Method 3 of 3: Strengthening the Non-Dominant Hand
Step 1. Do exercises with your non-dominant hand
As you use it less often, your muscles will also be weaker. This makes it difficult to use it to write well. Increase the strength of that hand by doing exercises that work these muscles and increase your skill.
- It is important to warm up and stretch your hands before exercising to avoid injury and strain.
- Dumbbell bicep curls strengthen the muscles in your wrists and forearms. Buying the hand exerciser works your hand muscles in a specific way.
- Even something as simple as squeezing a stress ball can help strengthen your hand.
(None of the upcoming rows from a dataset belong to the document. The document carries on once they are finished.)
use crate::metadata::PluginEdits;
use crate::settings::Settings;
use serde::de::DeserializeOwned;
use serde_json::{json, Value};
use std::{
    io::{BufRead, BufReader, Write},
    process::{Child, ChildStdin, ChildStdout, Command, Stdio},
};
use thiserror::Error;

/// One backend command. The wire form is a JSON envelope
/// `{"name": <command>, "args": [...]}` per request; every command name and
/// argument shape is fixed here so handlers cannot drift from the protocol.
#[derive(Debug, Clone, PartialEq)]
pub enum Request {
    GetSettings,
    GetGameData,
    ChangeGame { folder: String },
    UpdateMasterlist,
    SortPlugins,
    ApplySort { load_order: Vec<String> },
    CancelSort,
    DiscardUnappliedChanges,
    ClearPluginMetadata { plugin: String },
    ClearAllMetadata,
    RedatePlugins,
    EditorOpened,
    EditorClosed { edits: Option<PluginEdits> },
    OpenReadme,
    CloseSettings { settings: Settings },
    SaveFilterState { filter: String, enabled: bool },
    GetConflictingPlugins { plugin: String },
}

impl Request {
    pub fn name(&self) -> &'static str {
        match self {
            Request::GetSettings => "getSettings",
            Request::GetGameData => "getGameData",
            Request::ChangeGame { .. } => "changeGame",
            Request::UpdateMasterlist => "updateMasterlist",
            Request::SortPlugins => "sortPlugins",
            Request::ApplySort { .. } => "applySort",
            Request::CancelSort => "cancelSort",
            Request::DiscardUnappliedChanges => "discardUnappliedChanges",
            Request::ClearPluginMetadata { .. } => "clearPluginMetadata",
            Request::ClearAllMetadata => "clearAllMetadata",
            Request::RedatePlugins => "redatePlugins",
            Request::EditorOpened => "editorOpened",
            Request::EditorClosed { .. } => "editorClosed",
            Request::OpenReadme => "openReadme",
            Request::CloseSettings { .. } => "closeSettings",
            Request::SaveFilterState { .. } => "saveFilterState",
            Request::GetConflictingPlugins { .. } => "getConflictingPlugins",
        }
    }

    fn args(&self) -> Value {
        match self {
            Request::ChangeGame { folder } => json!([folder]),
            Request::ApplySort { load_order } => json!([load_order]),
            Request::ClearPluginMetadata { plugin } => json!([plugin]),
            Request::EditorClosed { edits: Some(edits) } => json!([edits]),
            Request::CloseSettings { settings } => json!([settings]),
            Request::SaveFilterState { filter, enabled } => json!([filter, enabled]),
            Request::GetConflictingPlugins { plugin } => json!([plugin]),
            _ => json!([]),
        }
    }

    pub fn to_wire(&self) -> String {
        json!({ "name": self.name(), "args": self.args() }).to_string()
    }
}

#[derive(Debug, Error)]
pub enum BridgeError {
    #[error("backend rejected {command}: {message}")]
    Backend {
        command: &'static str,
        message: String,
    },
    #[error("malformed {command} reply: {detail}")]
    Protocol {
        command: &'static str,
        detail: String,
    },
    #[error("backend closed its end of the channel")]
    Disconnected,
    #[error("backend channel i/o failed: {0}")]
    Io(#[from] std::io::Error),
}

/// The sole boundary to the backend: one request in, one optional
/// JSON-encoded payload out. No ordering is assumed between independent
/// requests; handlers that must sequence effects chain their own calls.
pub trait QueryBridge {
    fn query(&mut self, request: Request) -> Result<Option<String>, BridgeError>;
}

/// Parse a payload that must be present.
pub fn parse_payload<T: DeserializeOwned>(
    command: &'static str,
    payload: Option<String>,
) -> Result<T, BridgeError> {
    let raw = payload.ok_or(BridgeError::Protocol {
        command,
        detail: "expected a payload, got none".to_string(),
    })?;
    serde_json::from_str(&raw).map_err(|err| BridgeError::Protocol {
        command,
        detail: err.to_string(),
    })
}

/// Parse a payload where the backend may legitimately answer with nothing.
pub fn parse_optional_payload<T: DeserializeOwned>(
    command: &'static str,
    payload: Option<String>,
) -> Result<Option<T>, BridgeError> {
    match payload {
        None => Ok(None),
        Some(raw) => serde_json::from_str(&raw)
            .map(Some)
            .map_err(|err| BridgeError::Protocol {
                command,
                detail: err.to_string(),
            }),
    }
}

/// Backend reached over a child process, one JSON line per request on its
/// stdin and one reply line on its stdout:
/// `{"result": <payload|null>}` or `{"error": <message>}`.
pub struct ProcessBridge {
    child: Child,
    stdin: ChildStdin,
    stdout: BufReader<ChildStdout>,
}

impl ProcessBridge {
    pub fn spawn(command: &str, args: &[String]) -> Result<Self, BridgeError> {
        let mut child = Command::new(command)
            .args(args)
            .stdin(Stdio::piped())
            .stdout(Stdio::piped())
            .spawn()?;
        let stdin = child.stdin.take().ok_or(BridgeError::Disconnected)?;
        let stdout = child.stdout.take().ok_or(BridgeError::Disconnected)?;
        Ok(Self {
            child,
            stdin,
            stdout: BufReader::new(stdout),
        })
    }
}

impl QueryBridge for ProcessBridge {
    fn query(&mut self, request: Request) -> Result<Option<String>, BridgeError> {
        let command = request.name();
        tracing::debug!(command, "sending backend request");
        self.stdin.write_all(request.to_wire().as_bytes())?;
        self.stdin.write_all(b"\n")?;
        self.stdin.flush()?;

        let mut line = String::new();
        if self.stdout.read_line(&mut line)? == 0 {
            return Err(BridgeError::Disconnected);
        }
        let reply: Value =
            serde_json::from_str(line.trim()).map_err(|err| BridgeError::Protocol {
                command,
                detail: err.to_string(),
            })?;
        if let Some(message) = reply.get("error").and_then(Value::as_str) {
            return Err(BridgeError::Backend {
                command,
                message: message.to_string(),
            });
        }
        match reply.get("result") {
            None => Err(BridgeError::Protocol {
                command,
                detail: "reply carries neither result nor error".to_string(),
            }),
            Some(Value::Null) => Ok(None),
            Some(result) => Ok(Some(result.to_string())),
        }
    }
}

impl Drop for ProcessBridge {
    fn drop(&mut self) {
        let _ = self.child.kill();
        let _ = self.child.wait();
    }
}

#[cfg(test)]
mod tests {
    use super::*;
    use pretty_assertions::assert_eq;

    #[test]
    fn wire_envelope_carries_name_and_positional_args() {
        let wire = Request::ChangeGame {
            folder: "skyrimse".to_string(),
        }
        .to_wire();
        let value: Value = serde_json::from_str(&wire).unwrap();
        assert_eq!(value["name"], "changeGame");
        assert_eq!(value["args"], json!(["skyrimse"]));

        let wire = Request::ApplySort {
            load_order: vec!["A.esp".to_string(), "B.esp".to_string()],
        }
        .to_wire();
        let value: Value = serde_json::from_str(&wire).unwrap();
        assert_eq!(value["args"], json!([["A.esp", "B.esp"]]));

        let wire = Request::SortPlugins.to_wire();
        let value: Value = serde_json::from_str(&wire).unwrap();
        assert_eq!(value["name"], "sortPlugins");
        assert_eq!(value["args"], json!([]));
    }

    #[test]
    fn editor_closed_omits_args_when_cancelling() {
        let wire = Request::EditorClosed { edits: None }.to_wire();
        let value: Value = serde_json::from_str(&wire).unwrap();
        assert_eq!(value["args"], json!([]));

        let wire = Request::EditorClosed {
            edits: Some(PluginEdits {
                name: "A.esp".to_string(),
                ..PluginEdits::default()
            }),
        }
        .to_wire();
        let value: Value = serde_json::from_str(&wire).unwrap();
        assert_eq!(value["args"][0]["name"], "A.esp");
    }

    #[test]
    fn parse_payload_maps_failures_to_protocol_errors() {
        let parsed: Result<Vec<String>, _> =
            parse_payload("cancelSort", Some("[\"A.esp\"]".to_string()));
        assert_eq!(parsed.unwrap(), vec!["A.esp".to_string()]);

        let missing: Result<Vec<String>, _> = parse_payload("cancelSort", None);
        assert!(matches!(missing, Err(BridgeError::Protocol { .. })));

        let garbled: Result<Vec<String>, _> =
            parse_payload("cancelSort", Some("not json".to_string()));
        assert!(matches!(garbled, Err(BridgeError::Protocol { .. })));

        let absent: Option<Vec<String>> = parse_optional_payload("updateMasterlist", None).unwrap();
        assert_eq!(absent, None);
    }

    #[cfg(unix)]
    #[test]
    fn process_bridge_round_trips_one_line_per_request() {
        // A stub backend that acknowledges every request.
        let mut bridge = ProcessBridge::spawn(
            "sh",
            &[
                "-c".to_string(),
                r#"while read line; do echo '{"result":null}'; done"#.to_string(),
            ],
        )
        .unwrap();
        assert_eq!(bridge.query(Request::EditorOpened).unwrap(), None);
        assert_eq!(
            bridge.query(Request::DiscardUnappliedChanges).unwrap(),
            None
        );
    }

    #[cfg(unix)]
    #[test]
    fn process_bridge_surfaces_backend_errors() {
        let mut bridge = ProcessBridge::spawn(
            "sh",
            &[
                "-c".to_string(),
                r#"while read line; do echo '{"error":"no game loaded"}'; done"#.to_string(),
            ],
        )
        .unwrap();
        let err = bridge.query(Request::SortPlugins).unwrap_err();
        match err {
            BridgeError::Backend { command, message } => {
                assert_eq!(command, "sortPlugins");
                assert_eq!(message, "no game loaded");
            }
            other => panic!("unexpected error: {other}"),
        }
    }
}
Do this when watching TV or on your daily commute.
Step 2. Use your non-dominant hand for more everyday tasks
Any activity you do with your non-dominant hand strengthens it and gets your body used to using it, which greatly benefits your writing. Start using it in your daily life to get used to it in your daily life.
- Try brushing your teeth and holding a fork in your non-dominant hand.
- Buttoning the shirt with your non-dominant hand is a good exercise that requires great precision.
- Never attempt potentially dangerous activities if they are not done properly. Driving with your non-dominant hand is not safe, for example, until you feel fully used to it.
Step 3. Learn an instrument that uses both hands
Many of them need coordination between two hands to operate. Tap one of them to improve your general dexterity and get used to using both together.
- A guitar or guitar, for example, requires you to hit with one hand and sustain the chord with the other. As both need to work together, this activity strengthens their coordination. Other possibilities would include bass, piano and drums.
- There are many stringed instruments that can be inverted and played in the opposite way, with the other hand. When you have enough experience, do this exercise to strengthen your non-dominant hand.
- Remember to start with big letters. Making them small will only blur your work. Concentrate on making each letter clearly before trying to reduce the size.
- Be patient. Speed will come with time and practice.